=== TASK DESCRIPTION ===
Word for word, restate the records that appear below.

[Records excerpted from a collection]

_ _ _ _

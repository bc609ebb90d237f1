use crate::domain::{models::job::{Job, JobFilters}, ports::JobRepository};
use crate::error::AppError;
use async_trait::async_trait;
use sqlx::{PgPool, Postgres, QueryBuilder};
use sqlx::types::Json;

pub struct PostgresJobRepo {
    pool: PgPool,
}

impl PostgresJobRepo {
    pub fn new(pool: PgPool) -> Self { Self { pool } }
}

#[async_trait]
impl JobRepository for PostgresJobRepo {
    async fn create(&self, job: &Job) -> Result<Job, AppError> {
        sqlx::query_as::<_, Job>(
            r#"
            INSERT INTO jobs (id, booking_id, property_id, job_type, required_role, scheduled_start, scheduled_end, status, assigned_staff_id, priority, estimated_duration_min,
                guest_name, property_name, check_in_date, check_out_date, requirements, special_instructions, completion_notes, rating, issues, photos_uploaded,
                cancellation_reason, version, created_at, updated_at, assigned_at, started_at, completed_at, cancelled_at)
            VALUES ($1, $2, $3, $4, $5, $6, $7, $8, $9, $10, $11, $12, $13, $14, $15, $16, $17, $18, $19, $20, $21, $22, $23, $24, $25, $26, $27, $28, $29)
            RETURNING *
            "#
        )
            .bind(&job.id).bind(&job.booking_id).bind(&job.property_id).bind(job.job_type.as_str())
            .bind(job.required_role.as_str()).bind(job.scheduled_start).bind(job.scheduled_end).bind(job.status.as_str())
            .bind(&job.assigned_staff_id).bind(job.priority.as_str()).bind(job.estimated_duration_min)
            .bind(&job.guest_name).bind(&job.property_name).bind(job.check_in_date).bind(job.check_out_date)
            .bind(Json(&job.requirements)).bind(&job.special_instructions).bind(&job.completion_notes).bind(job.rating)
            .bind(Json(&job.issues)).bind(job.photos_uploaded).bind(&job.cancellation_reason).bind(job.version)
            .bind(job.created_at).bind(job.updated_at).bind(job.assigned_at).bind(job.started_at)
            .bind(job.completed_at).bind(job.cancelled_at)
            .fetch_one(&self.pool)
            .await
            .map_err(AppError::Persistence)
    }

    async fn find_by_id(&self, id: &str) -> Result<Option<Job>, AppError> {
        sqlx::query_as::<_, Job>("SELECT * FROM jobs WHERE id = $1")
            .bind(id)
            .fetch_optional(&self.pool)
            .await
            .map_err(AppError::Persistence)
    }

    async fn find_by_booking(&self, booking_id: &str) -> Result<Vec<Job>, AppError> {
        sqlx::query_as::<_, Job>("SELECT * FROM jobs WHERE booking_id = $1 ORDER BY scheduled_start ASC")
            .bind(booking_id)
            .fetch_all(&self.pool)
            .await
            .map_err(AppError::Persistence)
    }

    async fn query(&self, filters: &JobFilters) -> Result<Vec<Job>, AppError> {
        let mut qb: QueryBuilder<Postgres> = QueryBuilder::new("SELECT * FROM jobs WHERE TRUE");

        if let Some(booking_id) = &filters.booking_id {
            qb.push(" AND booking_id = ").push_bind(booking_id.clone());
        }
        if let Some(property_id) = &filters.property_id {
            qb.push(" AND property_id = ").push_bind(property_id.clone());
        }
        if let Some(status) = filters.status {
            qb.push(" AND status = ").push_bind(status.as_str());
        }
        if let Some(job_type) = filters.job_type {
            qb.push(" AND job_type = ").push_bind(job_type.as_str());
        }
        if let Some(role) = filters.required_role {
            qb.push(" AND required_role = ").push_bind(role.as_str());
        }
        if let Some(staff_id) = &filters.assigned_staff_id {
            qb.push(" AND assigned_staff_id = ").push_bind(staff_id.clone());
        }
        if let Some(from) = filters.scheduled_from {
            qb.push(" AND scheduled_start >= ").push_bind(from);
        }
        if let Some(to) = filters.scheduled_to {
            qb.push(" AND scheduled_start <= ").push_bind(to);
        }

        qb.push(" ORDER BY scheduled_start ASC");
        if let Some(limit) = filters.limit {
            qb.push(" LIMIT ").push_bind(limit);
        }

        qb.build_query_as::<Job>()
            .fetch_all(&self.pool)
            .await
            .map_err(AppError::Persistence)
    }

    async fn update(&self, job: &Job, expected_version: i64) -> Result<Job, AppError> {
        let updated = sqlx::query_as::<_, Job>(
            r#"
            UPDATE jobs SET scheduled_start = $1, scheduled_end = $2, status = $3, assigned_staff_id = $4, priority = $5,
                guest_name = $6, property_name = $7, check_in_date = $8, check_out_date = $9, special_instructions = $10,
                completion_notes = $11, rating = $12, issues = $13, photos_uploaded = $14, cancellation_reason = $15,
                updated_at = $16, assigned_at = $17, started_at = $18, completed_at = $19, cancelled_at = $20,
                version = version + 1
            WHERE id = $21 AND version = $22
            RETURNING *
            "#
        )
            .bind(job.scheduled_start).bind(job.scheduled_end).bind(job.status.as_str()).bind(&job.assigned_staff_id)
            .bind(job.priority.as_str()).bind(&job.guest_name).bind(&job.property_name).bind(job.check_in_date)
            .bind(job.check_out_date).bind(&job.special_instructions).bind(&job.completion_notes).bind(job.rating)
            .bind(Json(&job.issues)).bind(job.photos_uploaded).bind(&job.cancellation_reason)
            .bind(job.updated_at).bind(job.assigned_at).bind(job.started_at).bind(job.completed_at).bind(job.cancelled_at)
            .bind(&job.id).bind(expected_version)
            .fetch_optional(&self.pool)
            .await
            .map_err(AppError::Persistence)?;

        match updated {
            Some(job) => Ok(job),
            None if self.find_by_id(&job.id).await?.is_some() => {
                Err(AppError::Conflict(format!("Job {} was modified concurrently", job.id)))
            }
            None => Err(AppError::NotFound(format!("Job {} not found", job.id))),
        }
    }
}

_ _ _ _

=== YOUR SOLUTION ===
repository bc609ebb90d237f1
use crate::domain::{models::job::{Job, JobFilters}, ports::JobRepository};
use crate::error::AppError;
use async_trait::async_trait;
use sqlx::{PgPool, Postgres, QueryBuilder};
use sqlx::types::Json;

pub struct PostgresJobRepo {
    pool: PgPool,
}

impl PostgresJobRepo {
    pub fn new(pool: PgPool) -> Self { Self { pool } }
}

#[async_trait]
impl JobRepository for PostgresJobRepo {
    async fn create(&self, job: &Job) -> Result<Job, AppError> {
        sqlx::query_as::<_, Job>(
            r#"
            INSERT INTO jobs (id, booking_id, property_id, job_type, required_role, scheduled_start, scheduled_end, status, assigned_staff_id, priority, estimated_duration_min,
                guest_name, property_name, check_in_date, check_out_date, requirements, special_instructions, completion_notes, rating, issues, photos_uploaded,
                cancellation_reason, version, created_at, updated_at, assigned_at, started_at, completed_at, cancelled_at)
            VALUES ($1, $2, $3, $4, $5, $6, $7, $8, $9, $10, $11, $12, $13, $14, $15, $16, $17, $18, $19, $20, $21, $22, $23, $24, $25, $26, $27, $28, $29)
            RETURNING *
            "#
        )
            .bind(&job.id).bind(&job.booking_id).bind(&job.property_id).bind(job.job_type.as_str())
            .bind(job.required_role.as_str()).bind(job.scheduled_start).bind(job.scheduled_end).bind(job.status.as_str())
            .bind(&job.assigned_staff_id).bind(job.priority.as_str()).bind(job.estimated_duration_min)
            .bind(&job.guest_name).bind(&job.property_name).bind(job.check_in_date).bind(job.check_out_date)
            .bind(Json(&job.requirements)).bind(&job.special_instructions).bind(&job.completion_notes).bind(job.rating)
            .bind(Json(&job.issues)).bind(job.photos_uploaded).bind(&job.cancellation_reason).bind(job.version)
            .bind(job.created_at).bind(job.updated_at).bind(job.assigned_at).bind(job.started_at)
            .bind(job.completed_at).bind(job.cancelled_at)
            .fetch_one(&self.pool)
            .await
            .map_err(AppError::Persistence)
    }

    async fn find_by_id(&self, id: &str) -> Result<Option<Job>, AppError> {
        sqlx::query_as::<_, Job>("SELECT * FROM jobs WHERE id = $1")
            .bind(id)
            .fetch_optional(&self.pool)
            .await
            .map_err(AppError::Persistence)
    }

    async fn find_by_booking(&self, booking_id: &str) -> Result<Vec<Job>, AppError> {
        sqlx::query_as::<_, Job>("SELECT * FROM jobs WHERE booking_id = $1 ORDER BY scheduled_start ASC")
            .bind(booking_id)
            .fetch_all(&self.pool)
            .await
            .map_err(AppError::Persistence)
    }

    async fn query(&self, filters: &JobFilters) -> Result<Vec<Job>, AppError> {
        let mut qb: QueryBuilder<Postgres> = QueryBuilder::new("SELECT * FROM jobs WHERE TRUE");

        if let Some(booking_id) = &filters.booking_id {
            qb.push(" AND booking_id = ").push_bind(booking_id.clone());
        }
        if let Some(property_id) = &filters.property_id {
            qb.push(" AND property_id = ").push_bind(property_id.clone());
        }
        if let Some(status) = filters.status {
            qb.push(" AND status = ").push_bind(status.as_str());
        }
        if let Some(job_type) = filters.job_type {
            qb.push(" AND job_type = ").push_bind(job_type.as_str());
        }
        if let Some(role) = filters.required_role {
            qb.push(" AND required_role = ").push_bind(role.as_str());
        }
        if let Some(staff_id) = &filters.assigned_staff_id {
            qb.push(" AND assigned_staff_id = ").push_bind(staff_id.clone());
        }
        if let Some(from) = filters.scheduled_from {
            qb.push(" AND scheduled_start >= ").push_bind(from);
        }
        if let Some(to) = filters.scheduled_to {
            qb.push(" AND scheduled_start <= ").push_bind(to);
        }

        qb.push(" ORDER BY scheduled_start ASC");
        if let Some(limit) = filters.limit {
            qb.push(" LIMIT ").push_bind(limit);
        }

        qb.build_query_as::<Job>()
            .fetch_all(&self.pool)
            .await
            .map_err(AppError::Persistence)
    }

    async fn update(&self, job: &Job, expected_version: i64) -> Result<Job, AppError> {
        let updated = sqlx::query_as::<_, Job>(
            r#"
            UPDATE jobs SET scheduled_start = $1, scheduled_end = $2, status = $3, assigned_staff_id = $4, priority = $5,
                guest_name = $6, property_name = $7, check_in_date = $8, check_out_date = $9, special_instructions = $10,
                completion_notes = $11, rating = $12, issues = $13, photos_uploaded = $14, cancellation_reason = $15,
                updated_at = $16, assigned_at = $17, started_at = $18, completed_at = $19, cancelled_at = $20,
                version = version + 1
            WHERE id = $21 AND version = $22
            RETURNING *
            "#
        )
            .bind(job.scheduled_start).bind(job.scheduled_end).bind(job.status.as_str()).bind(&job.assigned_staff_id)
            .bind(job.priority.as_str()).bind(&job.guest_name).bind(&job.property_name).bind(job.check_in_date)
            .bind(job.check_out_date).bind(&job.special_instructions).bind(&job.completion_notes).bind(job.rating)
            .bind(Json(&job.issues)).bind(job.photos_uploaded).bind(&job.cancellation_reason)
            .bind(job.updated_at).bind(job.assigned_at).bind(job.started_at).bind(job.completed_at).bind(job.cancelled_at)
            .bind(&job.id).bind(expected_version)
            .fetch_optional(&self.pool)
            .await
            .map_err(AppError::Persistence)?;

        match updated {
            Some(job) => Ok(job),
            None if self.find_by_id(&job.id).await?.is_some() => {
                Err(AppError::Conflict(format!("Job {} was modified concurrently", job.id)))
            }
            None => Err(AppError::NotFound(format!("Job {} not found", job.id))),
        }
    }
}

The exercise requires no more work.